しかし、こんな時ほど予定外の仕事が飛び込んでくる。
残念ながらサボる暇がない。藤沢が辞めた分、既納先の担当が増えたからだ。藤沢の下地造りが良かったため、藤沢が辞めた事を残念に思う取引先から世間話になり、良好な取引が続けられたからだ。
おかげで達成施策金が毎月支給された。
残業(営業だから手当てが無い)で帰りが遅くなり、嫁さんは一応起きて待っているが晩御飯を用意したら寝てしまう孤独な生活が続いた。
給料が増えたからか『せめて体に良くて、美味しい物を』と嫁はあちらこちらの評判の惣菜が多くなった。
さすがに家でUSBを見るにもいかず、仕事が落ち着くまで我慢した。 日曜日も接待ゴルフで、ろくに自分の時間が取れなくなってきた。

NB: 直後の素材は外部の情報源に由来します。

use super::model;
use super::view_model::SkuDetailsViewModel;
use crate::shared::icons::icon;
use leptos::prelude::*;

#[component]
pub fn SkuDetails(on_saved: Callback<()>, on_cancel: Callback<()>) -> impl IntoView {
    let vm = SkuDetailsViewModel::new();
    let store_options = StoredValue::new(model::store_options());

    view! {
        <div class="details-container sku-details">
            <div class="details-header">
                <h3>{"New SKU"}</h3>
            </div>

            {move || vm.error.get().map(|e| view! { <div class="error">{e}</div> })}

            <div class="details-form">
                <div class="form-group">
                    <label for="sku-store">{"Store"}</label>
                    <select
                        id="sku-store"
                        prop:value=move || vm.form.get().store
                        on:change=move |ev| {
                            vm.form.update(|f| f.store = event_target_value(&ev));
                        }
                    >
                        <option value="" disabled=true>{"Select store"}</option>
                        {store_options.get_value().into_iter().map(|name| view! {
                            <option value=name.clone()>{name.clone()}</option>
                        }).collect_view()}
                    </select>
                </div>

                <div class="form-group">
                    <label for="sku-label">{"SKU"}</label>
                    <input
                        type="text"
                        id="sku-label"
                        prop:value=move || vm.form.get().sku
                        on:input=move |ev| {
                            vm.form.update(|f| f.sku = event_target_value(&ev));
                        }
                        placeholder="SKU"
                    />
                </div>

                <div class="form-group">
                    <label for="sku-price">{"Price"}</label>
                    <input
                        type="number"
                        id="sku-price"
                        prop:value=move || vm.form.get().price
                        on:input=move |ev| {
                            vm.form.update(|f| f.price = event_target_value(&ev));
                        }
                        placeholder="0.00"
                    />
                </div>

                <div class="form-group">
                    <label for="sku-cost">{"Cost"}</label>
                    <input
                        type="number"
                        id="sku-cost"
                        prop:value=move || vm.form.get().cost
                        on:input=move |ev| {
                            vm.form.update(|f| f.cost = event_target_value(&ev));
                        }
                        placeholder="0.00"
                    />
                </div>

                <div class="form-group">
                    <label for="sku-units">{"Sales Units"}</label>
                    <input
                        type="number"
                        id="sku-units"
                        prop:value=move || vm.form.get().sales_units
                        on:input=move |ev| {
                            vm.form.update(|f| f.sales_units = event_target_value(&ev));
                        }
                        placeholder="0"
                    />
                </div>
            </div>

            <div class="details-actions">
                <button
                    class="button button--primary"
                    on:click=move |_| vm.save_command(on_saved)
                    disabled={
                        let is_valid = vm.is_form_valid();
                        move || !is_valid()
                    }
                >
                    {icon("save")}
                    {"Add SKU"}
                </button>
                <button
                    class="button button--secondary"
                    on:click=move |_| on_cancel.run(())
                >
                    {icon("x")}
                    {"Cancel"}
                </button>
            </div>
        </div>
    }
}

USBの存在自体を忘れ始めた頃に、嫁から時間を作って欲しいと出勤前に話をされた。
今夜こそ早く帰るからと嫁に言って家を出た。 しかし、夕方に棚卸し数量が間違っていたため納品が足らず、取引先から大クレームが入り、同業他社の在庫を調べ、悔しい思いをしながら発注し、隣の県の取引先の現場に行き、監督にお詫びと納期を伝えたが、本社にも説明しろと、また戻って部長とお詫びに行ったりして、結局日付が変わってから帰宅した。
帰宅途中に携帯を見ると嫁から何度も電話が入っていた。
家に入ると嫁は既に寝たようで、ラップに包まれた酢豚がテーブルに置かれていた。
疲れきっていた俺は、冷蔵庫から缶ビールを取り出し飲みはじめた。
嫁は何の話だったんだろか?子供の事?嫁ね母親の体調?等いろいろ考えていると、知らぬ間に寝てしまっていた。
目が覚めた時は、朝の7時過ぎだった。
嫁も寝坊?家の中を探したが子供も居なかった。俺は何が何だか解らずとりあえずシャワーだけ浴びて、酢豚を冷蔵庫に入れて出勤した。
出勤途中に嫁の携帯に電話をしたが電源を入れていないようだった。
嫁の実家に電話したが、誰も出なかった。
ちょっと心配になったが、何かあったなら電話が入るだろうと、仕事についた。